--- SOURCE RECORDS ---

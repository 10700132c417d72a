//! Interview categories, political topics and question records.

use serde::{Deserialize, Serialize};
use std::fmt;

use crate::ids::QuestionId;

/// Top-level interview category.
#[derive(Debug, Clone, Copy, PartialEq, Eq, Hash, Serialize, Deserialize)]
pub enum InterviewCategory {
    Personal,
    Career,
    Political,
}

impl InterviewCategory {
    pub const ALL: [InterviewCategory; 3] = [Self::Personal, Self::Career, Self::Political];

    /// Stable code used in action strings and storage.
    pub fn code(&self) -> &'static str {
        match self {
            Self::Personal => "personal",
            Self::Career => "career",
            Self::Political => "political",
        }
    }

    pub fn parse(code: &str) -> Option<Self> {
        match code {
            "personal" => Some(Self::Personal),
            "career" => Some(Self::Career),
            "political" => Some(Self::Political),
            _ => None,
        }
    }

    /// A political interview always carries a topic; the other categories
    /// never do.
    pub fn requires_topic(&self) -> bool {
        matches!(self, Self::Political)
    }
}

impl fmt::Display for InterviewCategory {
    fn fmt(&self, f: &mut fmt::Formatter<'_>) -> fmt::Result {
        write!(f, "{}", self.code())
    }
}

/// Sub-topic of a political interview. The set is fixed.
#[derive(Debug, Clone, Copy, PartialEq, Eq, Hash, Serialize, Deserialize)]
pub enum PoliticalTopic {
    IslamicRepublic,
    Pahlavi,
    Qajar,
    AncientPersia,
    PostIslamicIran,
    Nazism,
    Communism,
    Liberalism,
    Judaism,
    Wokeism,
    Capitalism,
}

impl PoliticalTopic {
    pub const ALL: [PoliticalTopic; 11] = [
        Self::IslamicRepublic,
        Self::Pahlavi,
        Self::Qajar,
        Self::AncientPersia,
        Self::PostIslamicIran,
        Self::Nazism,
        Self::Communism,
        Self::Liberalism,
        Self::Judaism,
        Self::Wokeism,
        Self::Capitalism,
    ];

    pub fn code(&self) -> &'static str {
        match self {
            Self::IslamicRepublic => "islamic-republic",
            Self::Pahlavi => "pahlavi",
            Self::Qajar => "qajar",
            Self::AncientPersia => "ancient-persia",
            Self::PostIslamicIran => "post-islamic-iran",
            Self::Nazism => "nazism",
            Self::Communism => "communism",
            Self::Liberalism => "liberalism",
            Self::Judaism => "judaism",
            Self::Wokeism => "wokeism",
            Self::Capitalism => "capitalism",
        }
    }

    pub fn parse(code: &str) -> Option<Self> {
        Self::ALL.iter().copied().find(|t| t.code() == code)
    }
}

impl fmt::Display for PoliticalTopic {
    fn fmt(&self, f: &mut fmt::Formatter<'_>) -> fmt::Result {
        write!(f, "{}", self.code())
    }
}

/// A stored interview question.
///
/// Question text is unique across the whole set; questions are created by
/// the admin wizard and deleted by id, never updated in place.
#[derive(Debug, Clone, PartialEq, Eq, Serialize, Deserialize)]
pub struct InterviewQuestion {
    pub id: QuestionId,
    pub category: InterviewCategory,
    pub topic: Option<PoliticalTopic>,
    pub text: String,
}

---

#### TO DO
Provide the count of lines holding the word "enum" in these entries, and no other words.

#### WRITTEN SOLUTION
2